In this report, I’m going to cover what is undoubtedly the most important position on the ice. Take a look at Stanley Cup winners throughout history, and what do they all have in common? Goaltending. At the very least, it’s been good, if not great. Detroit has had Chris Osgood and Mike Vernon. In previous years it’s been names such as Broduer, Roy and Richter. So who’s going to be the goaltender for the Sharks when they eventually win the Cup? Will it be one of the below named players, or someone else currently with another team or in juniors?
Last year the San Jose Sharks made a trade where they acquired goaltender Steve Shields and a fourth round pick from Buffalo in exchange for a second round draft pick and career minor leaguer Kay Whitmore. Thus far, Shields has been very impressive. The Sharks hope for him to get about 30 starts this year, and he’s proving that he could be ready for more than that even. Many people expect Shields to start as many as 50 games next year if he continues to impress. Last year, the Sharks had some question in net when it came time for Mike Vernon to take a rest. This year, that is no longer a concern, as Shields has done an excellent job. One of the biggest criticisms of Shields going into the year was his ability to handle rebounds. Usually, that’s something that a goaltender has already gotten pretty good at by that time in his career, but was something Shields had trouble with the previous years. This year, that has not been as much of a problem. The rebounds he does let up aren’t as juicy as they once were. Right now, perhaps his biggest problem is his stickhandling, which right now, needs a lot of work, but is getting better. Whether he has the stuff to be the #1 man next year will be largely dependant on how he does as the year progresses and the start of next year, when it comes for him to play 2 games in 3 nights, instead of one game a week.
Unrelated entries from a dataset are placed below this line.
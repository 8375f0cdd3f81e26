//! Recoverable error taxonomy surfaced by the extent map.
//!
//! Contract violations (negative refcounts, overlapping inserts, `end <
//! start`, a dirty buffer surviving to final release, a size-mismatched
//! buffer held externally at [`alloc`](crate::cache::BufferCache::alloc)
//! time) are programmer errors, not recoverable conditions: they are
//! reported with `panic!`/`assert!` rather than a variant here.

use snafu::Snafu;

/// Errors the extent map's public operations may return.
#[derive(Debug, Snafu)]
#[non_exhaustive]
pub enum Error {
    /// Allocation of a state extent or buffer could not be satisfied.
    #[snafu(display("out of memory"))]
    OutOfMemory,

    /// A positional read or write to the backing device was short or
    /// failed outright.
    #[snafu(display("i/o error on device"))]
    Io { source: std::io::Error },

    /// [`set_private`](crate::state::StateTree::set_private) or
    /// [`get_private`](crate::state::StateTree::get_private) addressed an
    /// offset with no extent beginning exactly there.
    #[snafu(display("no extent begins at offset {start}"))]
    NotFound { start: u64 },
}

/// Convenience alias for this crate's fallible operations.
pub type Result<T, E = Error> = std::result::Result<T, E>;
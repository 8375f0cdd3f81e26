//! Extent buffers: fixed-size I/O blocks cached in memory, plus the
//! positional Range I/O and byte-level content operations that act on
//! them.

use crate::device::BlockDevice;
use crate::error::{Error, IoSnafu};
use crate::flags::BufferFlags;
use snafu::ResultExt;
use std::sync::Arc;

/// A fixed-size block of bytes cached in memory, identified by its
/// logical `start` offset.
///
/// Content operations ([`read`](Self::read), [`write`](Self::write),
/// [`fill`](Self::fill), [`compare`](Self::compare),
/// [`copy_from`](Self::copy_from), [`copy_within`](Self::copy_within))
/// all assume `offset + len <= self.len()`; violating that is a fatal
/// contract error and panics rather than returning a `Result`.
#[derive(Debug)]
pub struct ExtentBuffer {
    start: u64,
    data: Vec<u8>,
    flags: BufferFlags,
    device: Option<Arc<dyn BlockDevice>>,
    dev_bytenr: Option<u64>,
    pub(crate) refs: u32,
}

impl ExtentBuffer {
    pub(crate) fn new(start: u64, blocksize: u32) -> Self {
        Self {
            start,
            data: vec![0u8; blocksize as usize],
            flags: BufferFlags::empty(),
            device: None,
            dev_bytenr: None,
            refs: 0,
        }
    }

    /// The buffer's logical start offset in the address space.
    #[must_use]
    pub fn start(&self) -> u64 {
        self.start
    }

    /// The buffer's fixed block size in bytes.
    #[must_use]
    pub fn len(&self) -> usize {
        self.data.len()
    }

    #[must_use]
    pub fn is_empty(&self) -> bool {
        self.data.is_empty()
    }

    #[must_use]
    pub fn flags(&self) -> BufferFlags {
        self.flags
    }

    #[must_use]
    pub fn is_dirty(&self) -> bool {
        self.flags.contains(BufferFlags::DIRTY)
    }

    #[must_use]
    pub fn is_uptodate(&self) -> bool {
        self.flags.contains(BufferFlags::UPTODATE)
    }

    /// Sets the buffer-local `UPTODATE` flag. Unlike `DIRTY`, this is not
    /// mirrored into the state tree.
    pub fn mark_uptodate(&mut self) {
        self.flags.insert(BufferFlags::UPTODATE);
    }

    pub(crate) fn set_dirty_flag(&mut self) {
        self.flags.insert(BufferFlags::DIRTY);
    }

    pub(crate) fn clear_dirty_flag(&mut self) {
        self.flags.remove(BufferFlags::DIRTY);
    }

    /// Binds the buffer to a device and physical offset. Until this is
    /// called the device handle is "unset": [`read_from_device`] and
    /// [`write_to_device`] will panic.
    ///
    /// [`read_from_device`]: Self::read_from_device
    /// [`write_to_device`]: Self::write_to_device
    pub fn bind_device(&mut self, device: Arc<dyn BlockDevice>, dev_bytenr: u64) {
        self.device = Some(device);
        self.dev_bytenr = Some(dev_bytenr);
    }

    #[must_use]
    pub fn dev_bytenr(&self) -> Option<u64> {
        self.dev_bytenr
    }

    /// Performs a single positional read of exactly `self.len()` bytes
    /// from the bound device into the buffer. A short read is surfaced
    /// as [`Error::Io`].
    ///
    /// # Panics
    ///
    /// Panics if no device has been bound via [`bind_device`](Self::bind_device).
    pub fn read_from_device(&mut self) -> Result<(), Error> {
        let dev_bytenr = self
            .dev_bytenr
            .expect("extent-map: read_from_device on a buffer with no device bound");
        let device = self
            .device
            .clone()
            .expect("extent-map: read_from_device on a buffer with no device bound");

        let n = device.read_at(dev_bytenr, &mut self.data).context(IoSnafu)?;
        if n != self.data.len() {
            return Err(Error::Io {
                source: std::io::Error::new(std::io::ErrorKind::UnexpectedEof, "short read"),
            });
        }
        Ok(())
    }

    /// Performs a single positional write of exactly `self.len()` bytes
    /// from the buffer to the bound device. A short write is surfaced as
    /// [`Error::Io`].
    ///
    /// # Panics
    ///
    /// Panics if no device has been bound via [`bind_device`](Self::bind_device).
    pub fn write_to_device(&self) -> Result<(), Error> {
        let dev_bytenr = self
            .dev_bytenr
            .expect("extent-map: write_to_device on a buffer with no device bound");
        let device = self
            .device
            .as_ref()
            .expect("extent-map: write_to_device on a buffer with no device bound");

        let n = device.write_at(dev_bytenr, &self.data).context(IoSnafu)?;
        if n != self.data.len() {
            return Err(Error::Io {
                source: std::io::Error::new(std::io::ErrorKind::WriteZero, "short write"),
            });
        }
        Ok(())
    }

    /// Reads `dst.len()` bytes out of the buffer starting at `offset`.
    pub fn read(&self, offset: usize, dst: &mut [u8]) {
        let end = self.bounds_check(offset, dst.len());
        dst.copy_from_slice(&self.data[offset..end]);
    }

    /// Writes `src` into the buffer starting at `offset`.
    pub fn write(&mut self, offset: usize, src: &[u8]) {
        let end = self.bounds_check(offset, src.len());
        self.data[offset..end].copy_from_slice(src);
    }

    /// Fills `len` bytes starting at `offset` with `byte`.
    pub fn fill(&mut self, offset: usize, len: usize, byte: u8) {
        let end = self.bounds_check(offset, len);
        self.data[offset..end].fill(byte);
    }

    /// Compares `len(other)` bytes starting at `offset` against `other`.
    pub fn compare(&self, offset: usize, other: &[u8]) -> std::cmp::Ordering {
        let end = self.bounds_check(offset, other.len());
        self.data[offset..end].cmp(other)
    }

    /// Copies `len` bytes from `src_offset` to `dst_offset` within this
    /// buffer. Safe under overlap: implemented via [`slice::copy_within`],
    /// which covers both the `memcpy`- and `memmove`-shaped copies the
    /// original distinguishes (`memcpy_extent_buffer` /
    /// `memmove_extent_buffer`).
    pub fn copy_within(&mut self, dst_offset: usize, src_offset: usize, len: usize) {
        self.bounds_check(dst_offset, len);
        self.bounds_check(src_offset, len);
        self.data.copy_within(src_offset..src_offset + len, dst_offset);
    }

    /// Copies `len` bytes from `src` at `src_offset` into this buffer at
    /// `dst_offset`. For copying within the same buffer use
    /// [`copy_within`](Self::copy_within) instead.
    pub fn copy_from(&mut self, dst_offset: usize, src: &ExtentBuffer, src_offset: usize, len: usize) {
        let dst_end = self.bounds_check(dst_offset, len);
        let src_end = src.bounds_check(src_offset, len);
        self.data[dst_offset..dst_end].copy_from_slice(&src.data[src_offset..src_end]);
    }

    fn bounds_check(&self, offset: usize, len: usize) -> usize {
        let end = offset.checked_add(len).expect("extent-map: buffer offset+len overflow");
        assert!(
            end <= self.data.len(),
            "extent-map: buffer access [{offset}, {end}) exceeds buffer length {}",
            self.data.len()
        );
        end
    }
}

#[cfg(test)]
mod tests {
    use super::*;
    use crate::device::test_support::MemDevice;

    #[test]
    fn write_then_read_round_trips() {
        let mut eb = ExtentBuffer::new(0, 16);
        eb.write(0, b"hello, world!!!!");
        let mut out = [0u8; 5];
        eb.read(7, &mut out);
        assert_eq!(&out, b"world");
    }

    #[test]
    fn fill_sets_range() {
        let mut eb = ExtentBuffer::new(0, 8);
        eb.fill(2, 4, 0xAB);
        let mut out = [0u8; 8];
        eb.read(0, &mut out);
        assert_eq!(out, [0, 0, 0xAB, 0xAB, 0xAB, 0xAB, 0, 0]);
    }

    #[test]
    fn compare_matches_memcmp_semantics() {
        let mut eb = ExtentBuffer::new(0, 4);
        eb.write(0, b"abcd");
        assert_eq!(eb.compare(0, b"abcd"), std::cmp::Ordering::Equal);
        assert_eq!(eb.compare(0, b"abcc"), std::cmp::Ordering::Greater);
    }

    #[test]
    fn copy_within_handles_overlap() {
        let mut eb = ExtentBuffer::new(0, 8);
        eb.write(0, b"abcdefgh");
        eb.copy_within(2, 0, 6);
        let mut out = [0u8; 8];
        eb.read(0, &mut out);
        assert_eq!(&out, b"ababcdef");
    }

    #[test]
    fn copy_from_other_buffer() {
        let mut dst = ExtentBuffer::new(0, 8);
        let mut src = ExtentBuffer::new(100, 8);
        src.write(0, b"12345678");
        dst.copy_from(2, &src, 4, 4);
        let mut out = [0u8; 8];
        dst.read(0, &mut out);
        assert_eq!(&out, &[0, 0, b'5', b'6', b'7', b'8', 0, 0]);
    }

    #[test]
    #[should_panic(expected = "exceeds buffer length")]
    fn out_of_bounds_access_panics() {
        let eb = ExtentBuffer::new(0, 4);
        let mut out = [0u8; 8];
        eb.read(0, &mut out);
    }

    #[test]
    fn device_round_trip() {
        let device = Arc::new(MemDevice::new(64));
        let mut eb = ExtentBuffer::new(0, 16);
        eb.bind_device(device.clone(), 16);
        eb.write(0, &[7u8; 16]);
        eb.write_to_device().unwrap();

        let mut eb2 = ExtentBuffer::new(16, 16);
        eb2.bind_device(device, 16);
        eb2.read_from_device().unwrap();
        let mut out = [0u8; 16];
        eb2.read(0, &mut out);
        assert_eq!(out, [7u8; 16]);
    }
}
//! Simulation engine: execution rules, the resting-order book, the matching
//! engine, and the event-loop driver.

pub mod execution;
pub mod loop_runner;
pub mod matching;
pub mod order_book;
pub mod state;

pub use execution::{
    CommissionConfig, CommissionModel, CostModel, ExecutionConfig, ExecutionEngine,
    LiquidityPolicy, StopFillPolicy,
};
pub use loop_runner::{run_simulation, Backtest, EventError, SimulationError};
pub use matching::{MatchingEngine, MatchingError};
pub use order_book::{OrderBook, OrderBookError};
pub use state::{ConfigError, RunCounters, RunResult, SimulationConfig, SimulationState};
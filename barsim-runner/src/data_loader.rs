//! Bar loading: per-symbol CSV files or seeded synthetic series.
//!
//! CSV layout is one file per symbol, `<data_dir>/<SYMBOL>.csv`, with a
//! header row and the columns `datetime,open,high,low,close,volume`. The
//! datetime column accepts `YYYY-MM-DD` or `YYYY-MM-DD HH:MM:SS`.

use crate::config::{BacktestConfig, SyntheticConfig};
use barsim_core::domain::Bar;
use chrono::{Datelike, NaiveDate, NaiveDateTime, Timelike, Weekday};
use serde::Deserialize;
use std::collections::HashMap;
use std::io::Read;
use std::path::{Path, PathBuf};
use thiserror::Error;
use tracing::{debug, info, warn};

#[derive(Debug, Error)]
pub enum LoadError {
    #[error("failed to open {path}: {source}")]
    Io {
        path: PathBuf,
        #[source]
        source: std::io::Error,
    },

    #[error("malformed CSV in {path}: {source}")]
    Csv {
        path: PathBuf,
        #[source]
        source: csv::Error,
    },

    #[error("unparseable datetime '{value}' in {path} (row {row})")]
    BadTimestamp {
        path: PathBuf,
        row: usize,
        value: String,
    },

    #[error("no bars for '{symbol}' inside the requested window")]
    EmptyWindow { symbol: String },
}

/// Bars ready to hand to the simulation.
#[derive(Debug, Clone)]
pub struct LoadedData {
    pub symbols: Vec<String>,
    pub bars: HashMap<String, Vec<Bar>>,
    /// BLAKE3 hash over every loaded bar, for reproducibility checks.
    pub dataset_hash: String,
    pub synthetic: bool,
}

/// Load every configured symbol, from CSV or the synthetic generator.
pub fn load_bars(config: &BacktestConfig) -> Result<LoadedData, LoadError> {
    let mut bars = HashMap::with_capacity(config.symbols.len());

    for symbol in &config.symbols {
        let series = match config.synthetic {
            Some(synth) => {
                let start = config.start.unwrap_or_else(default_synthetic_start);
                generate_synthetic_bars(symbol, &synth, start)
            }
            None => {
                let path = config.data_dir.join(format!("{symbol}.csv"));
                read_csv(&path, symbol)?
            }
        };
        let series = filter_window(series, config.start, config.end);
        if series.is_empty() {
            return Err(LoadError::EmptyWindow {
                symbol: symbol.clone(),
            });
        }
        debug!(symbol = %symbol, bars = series.len(), "bars loaded");
        bars.insert(symbol.clone(), series);
    }

    let dataset_hash = compute_dataset_hash(&bars);
    info!(
        symbols = config.symbols.len(),
        synthetic = config.synthetic.is_some(),
        hash = %&dataset_hash[..12],
        "dataset ready"
    );

    Ok(LoadedData {
        symbols: config.symbols.clone(),
        bars,
        dataset_hash,
        synthetic: config.synthetic.is_some(),
    })
}

// ── CSV ──────────────────────────────────────────────────────────────

#[derive(Debug, Deserialize)]
struct CsvRow {
    #[serde(alias = "date", alias = "Date", alias = "timestamp")]
    datetime: String,
    #[serde(alias = "Open")]
    open: f64,
    #[serde(alias = "High")]
    high: f64,
    #[serde(alias = "Low")]
    low: f64,
    #[serde(alias = "Close")]
    close: f64,
    #[serde(alias = "Volume")]
    volume: f64,
}

/// Read one symbol's CSV file, sorted by time.
pub fn read_csv(path: &Path, symbol: &str) -> Result<Vec<Bar>, LoadError> {
    let file = std::fs::File::open(path).map_err(|source| LoadError::Io {
        path: path.to_path_buf(),
        source,
    })?;
    read_csv_from(file, path, symbol)
}

/// Parse CSV from any reader; `path` only labels errors.
pub fn read_csv_from<R: Read>(reader: R, path: &Path, symbol: &str) -> Result<Vec<Bar>, LoadError> {
    let mut rdr = csv::ReaderBuilder::new().trim(csv::Trim::All).from_reader(reader);
    let mut bars = Vec::new();

    for (i, row) in rdr.deserialize::<CsvRow>().enumerate() {
        let row = row.map_err(|source| LoadError::Csv {
            path: path.to_path_buf(),
            source,
        })?;
        let timestamp = parse_timestamp(&row.datetime).ok_or_else(|| LoadError::BadTimestamp {
            path: path.to_path_buf(),
            row: i + 1,
            value: row.datetime.clone(),
        })?;
        bars.push(Bar {
            symbol: symbol.to_string(),
            timestamp,
            open: row.open,
            high: row.high,
            low: row.low,
            close: row.close,
            volume: row.volume,
        });
    }

    bars.sort_by_key(|b| b.timestamp);
    Ok(bars)
}

/// Write bars in the same layout `read_csv` accepts.
pub fn write_csv(path: &Path, bars: &[Bar]) -> Result<(), LoadError> {
    let csv_err = |source: csv::Error| LoadError::Csv {
        path: path.to_path_buf(),
        source,
    };
    if let Some(parent) = path.parent().filter(|p| !p.as_os_str().is_empty()) {
        std::fs::create_dir_all(parent).map_err(|source| LoadError::Io {
            path: parent.to_path_buf(),
            source,
        })?;
    }

    let mut wtr = csv::Writer::from_path(path).map_err(csv_err)?;
    wtr.write_record(["datetime", "open", "high", "low", "close", "volume"])
        .map_err(csv_err)?;
    for bar in bars {
        wtr.write_record(&[
            format_timestamp(bar.timestamp),
            format!("{:.6}", bar.open),
            format!("{:.6}", bar.high),
            format!("{:.6}", bar.low),
            format!("{:.6}", bar.close),
            format!("{:.0}", bar.volume),
        ])
        .map_err(csv_err)?;
    }
    wtr.flush().map_err(|source| LoadError::Io {
        path: path.to_path_buf(),
        source,
    })?;
    Ok(())
}

pub fn parse_timestamp(value: &str) -> Option<NaiveDateTime> {
    const FORMATS: [&str; 3] = ["%Y-%m-%d %H:%M:%S", "%Y-%m-%dT%H:%M:%S", "%Y-%m-%d %H:%M"];
    FORMATS
        .iter()
        .find_map(|fmt| NaiveDateTime::parse_from_str(value, fmt).ok())
        .or_else(|| {
            NaiveDate::parse_from_str(value, "%Y-%m-%d")
                .ok()
                .and_then(|d| d.and_hms_opt(0, 0, 0))
        })
}

/// Date only for midnight timestamps, full datetime otherwise.
pub fn format_timestamp(ts: NaiveDateTime) -> String {
    if ts.num_seconds_from_midnight() == 0 {
        ts.format("%Y-%m-%d").to_string()
    } else {
        ts.format("%Y-%m-%d %H:%M:%S").to_string()
    }
}

/// Keep bars whose date falls in `[start, end]`.
fn filter_window(bars: Vec<Bar>, start: Option<NaiveDate>, end: Option<NaiveDate>) -> Vec<Bar> {
    let before = bars.len();
    let kept: Vec<Bar> = bars
        .into_iter()
        .filter(|b| {
            let date = b.timestamp.date();
            start.map_or(true, |s| date >= s) && end.map_or(true, |e| date <= e)
        })
        .collect();
    if kept.len() < before {
        debug!(dropped = before - kept.len(), "bars outside window dropped");
    }
    kept
}

// ── Hashing ──────────────────────────────────────────────────────────

/// Hash all bars in symbol order.
pub fn compute_dataset_hash(bars: &HashMap<String, Vec<Bar>>) -> String {
    let mut hasher = blake3::Hasher::new();

    let mut symbols: Vec<&String> = bars.keys().collect();
    symbols.sort();

    for symbol in symbols {
        hasher.update(symbol.as_bytes());
        for bar in &bars[symbol] {
            hasher.update(bar.timestamp.to_string().as_bytes());
            hasher.update(&bar.open.to_le_bytes());
            hasher.update(&bar.high.to_le_bytes());
            hasher.update(&bar.low.to_le_bytes());
            hasher.update(&bar.close.to_le_bytes());
            hasher.update(&bar.volume.to_le_bytes());
        }
    }

    hasher.finalize().to_hex().to_string()
}

// ── Synthetic ────────────────────────────────────────────────────────

fn default_synthetic_start() -> NaiveDate {
    NaiveDate::from_ymd_opt(2020, 1, 1).unwrap_or(NaiveDate::MIN)
}

/// Random-walk weekday bars starting at 100.0.
///
/// The RNG is seeded from the symbol and `synth.seed`, so the same inputs
/// always produce the same series.
pub fn generate_synthetic_bars(symbol: &str, synth: &SyntheticConfig, start: NaiveDate) -> Vec<Bar> {
    use rand::rngs::StdRng;
    use rand::{Rng, SeedableRng};

    let mut hasher = blake3::Hasher::new();
    hasher.update(symbol.as_bytes());
    hasher.update(&synth.seed.to_le_bytes());
    let mut rng = StdRng::from_seed(*hasher.finalize().as_bytes());

    let mut bars = Vec::with_capacity(synth.bars);
    let mut price = 100.0_f64;
    let mut day = start;

    while bars.len() < synth.bars {
        if matches!(day.weekday(), Weekday::Sat | Weekday::Sun) {
            day += chrono::Duration::days(1);
            continue;
        }

        let daily_return: f64 = rng.gen_range(-0.03..0.03);
        let open = price;
        let close = price * (1.0 + daily_return);
        let high = open.max(close) * (1.0 + rng.gen_range(0.0..0.01));
        let low = open.min(close) * (1.0 - rng.gen_range(0.0..0.01));
        let volume = rng.gen_range(500_000..5_000_000u64) as f64;

        let Some(timestamp) = day.and_hms_opt(0, 0, 0) else {
            warn!(%day, "synthetic calendar overflow");
            break;
        };
        bars.push(Bar {
            symbol: symbol.to_string(),
            timestamp,
            open,
            high,
            low,
            close,
            volume,
        });

        price = close;
        day += chrono::Duration::days(1);
    }

    bars
}

#[cfg(test)]
mod tests {
    use super::*;
    use crate::config::StrategyConfig;
    use barsim_core::SimulationConfig;

    const SAMPLE: &str = "\
datetime,open,high,low,close,volume
2023-01-04,101.0,102.0,100.0,101.5,2000
2023-01-03,100.0,101.0,99.0,100.5,1000
2023-01-05 00:00:00,102.0,103.0,101.0,102.5,3000
";

    fn config(dir: &Path, synthetic: Option<SyntheticConfig>) -> BacktestConfig {
        BacktestConfig {
            name: "t".into(),
            data_dir: dir.to_path_buf(),
            symbols: vec!["AAPL".into()],
            start: None,
            end: None,
            simulation: SimulationConfig::default(),
            strategy: StrategyConfig::BuyAndHold { hold_bars: 2 },
            synthetic,
        }
    }

    // ── CSV ──

    #[test]
    fn reads_and_sorts_rows() {
        let bars = read_csv_from(SAMPLE.as_bytes(), Path::new("AAPL.csv"), "AAPL").unwrap();
        assert_eq!(bars.len(), 3);
        assert_eq!(bars[0].close, 100.5);
        assert_eq!(bars[2].volume, 3000.0);
        assert!(bars.windows(2).all(|w| w[0].timestamp < w[1].timestamp));
        assert!(bars.iter().all(|b| b.symbol == "AAPL"));
    }

    #[test]
    fn accepts_capitalized_headers() {
        let csv = "Date,Open,High,Low,Close,Volume\n2023-01-03,1,2,0.5,1.5,10\n";
        let bars = read_csv_from(csv.as_bytes(), Path::new("x.csv"), "X").unwrap();
        assert_eq!(bars[0].high, 2.0);
    }

    #[test]
    fn bad_timestamp_reports_row() {
        let csv = "datetime,open,high,low,close,volume\n2023-01-03,1,2,0.5,1.5,10\nyesterday,1,2,0.5,1.5,10\n";
        let err = read_csv_from(csv.as_bytes(), Path::new("x.csv"), "X").unwrap_err();
        assert!(matches!(err, LoadError::BadTimestamp { row: 2, .. }));
    }

    #[test]
    fn non_numeric_field_is_csv_error() {
        let csv = "datetime,open,high,low,close,volume\n2023-01-03,abc,2,0.5,1.5,10\n";
        let err = read_csv_from(csv.as_bytes(), Path::new("x.csv"), "X").unwrap_err();
        assert!(matches!(err, LoadError::Csv { .. }));
    }

    #[test]
    fn missing_file_is_io_error() {
        let dir = tempfile::tempdir().unwrap();
        let err = load_bars(&config(dir.path(), None)).unwrap_err();
        assert!(matches!(err, LoadError::Io { .. }));
    }

    #[test]
    fn write_then_read_preserves_bars() {
        let dir = tempfile::tempdir().unwrap();
        let path = dir.path().join("nested").join("AAPL.csv");
        let original = read_csv_from(SAMPLE.as_bytes(), &path, "AAPL").unwrap();
        write_csv(&path, &original).unwrap();
        assert_eq!(read_csv(&path, "AAPL").unwrap(), original);
    }

    #[test]
    fn window_filters_by_date() {
        let dir = tempfile::tempdir().unwrap();
        std::fs::write(dir.path().join("AAPL.csv"), SAMPLE).unwrap();
        let mut cfg = config(dir.path(), None);
        cfg.start = NaiveDate::from_ymd_opt(2023, 1, 4);
        let loaded = load_bars(&cfg).unwrap();
        assert_eq!(loaded.bars["AAPL"].len(), 2);

        cfg.start = NaiveDate::from_ymd_opt(2024, 1, 1);
        assert!(matches!(load_bars(&cfg), Err(LoadError::EmptyWindow { .. })));
    }

    #[test]
    fn timestamp_formats() {
        let midnight = parse_timestamp("2023-01-03").unwrap();
        assert_eq!(format_timestamp(midnight), "2023-01-03");
        let intraday = parse_timestamp("2023-01-03 09:30:00").unwrap();
        assert_eq!(format_timestamp(intraday), "2023-01-03 09:30:00");
        assert_eq!(parse_timestamp("2023-01-03T09:30:00"), Some(intraday));
        assert!(parse_timestamp("03/01/2023").is_none());
    }

    // ── Synthetic ──

    #[test]
    fn synthetic_is_deterministic_and_sane() {
        let synth = SyntheticConfig { bars: 60, seed: 3 };
        let start = NaiveDate::from_ymd_opt(2024, 1, 1).unwrap();
        let a = generate_synthetic_bars("SPY", &synth, start);
        let b = generate_synthetic_bars("SPY", &synth, start);
        assert_eq!(a, b);
        assert_eq!(a.len(), 60);
        assert!(a.iter().all(Bar::is_sane));
        assert!(a
            .iter()
            .all(|b| !matches!(b.timestamp.weekday(), Weekday::Sat | Weekday::Sun)));

        let other_seed = generate_synthetic_bars("SPY", &SyntheticConfig { bars: 60, seed: 4 }, start);
        assert_ne!(a, other_seed);
        let other_symbol = generate_synthetic_bars("QQQ", &synth, start);
        assert_ne!(a[5].close, other_symbol[5].close);
    }

    #[test]
    fn synthetic_load_hashes_stably() {
        let dir = tempfile::tempdir().unwrap();
        let cfg = config(dir.path(), Some(SyntheticConfig { bars: 30, seed: 1 }));
        let a = load_bars(&cfg).unwrap();
        let b = load_bars(&cfg).unwrap();
        assert!(a.synthetic);
        assert_eq!(a.dataset_hash, b.dataset_hash);
        assert_eq!(a.bars["AAPL"].len(), 30);
    }
}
In Kentucky, the Sharks have John Nabokov playing quite well. Last year he struggled quite a lot, recording a record of 10-15-3, with a GAA of 3.77. He improved greatly as the year progressed, which leads many to believe that it was the adjustment to the North American game that was causing him to struggle. Last year was his first year in North America, after coming from Russia where he dominated. This year, he started off slow again, but did not take long for him to come around. His current stats (as of 12/29/98) are: 18GP, 2.08GAA with a save% of .924, 12-5-1 record, and now 5 shutouts, as he just finished shutting out Philadelphia as I’m writing this. (the other stats do not reflect the shutout he just recorded on 12/30). He and Sean Gauthier still share much of the time, but Nabby has gotten much of the starts as of late, and is starting the bigger games. Many expect him to take over the full starting job after the All-Star break. I would like to see how he does as the full fledged number one man in Kentucky before I see him in San Jose. If he continues to impress there as the #1, there’s a chance he could be ready to backup in San Jose as early as next year.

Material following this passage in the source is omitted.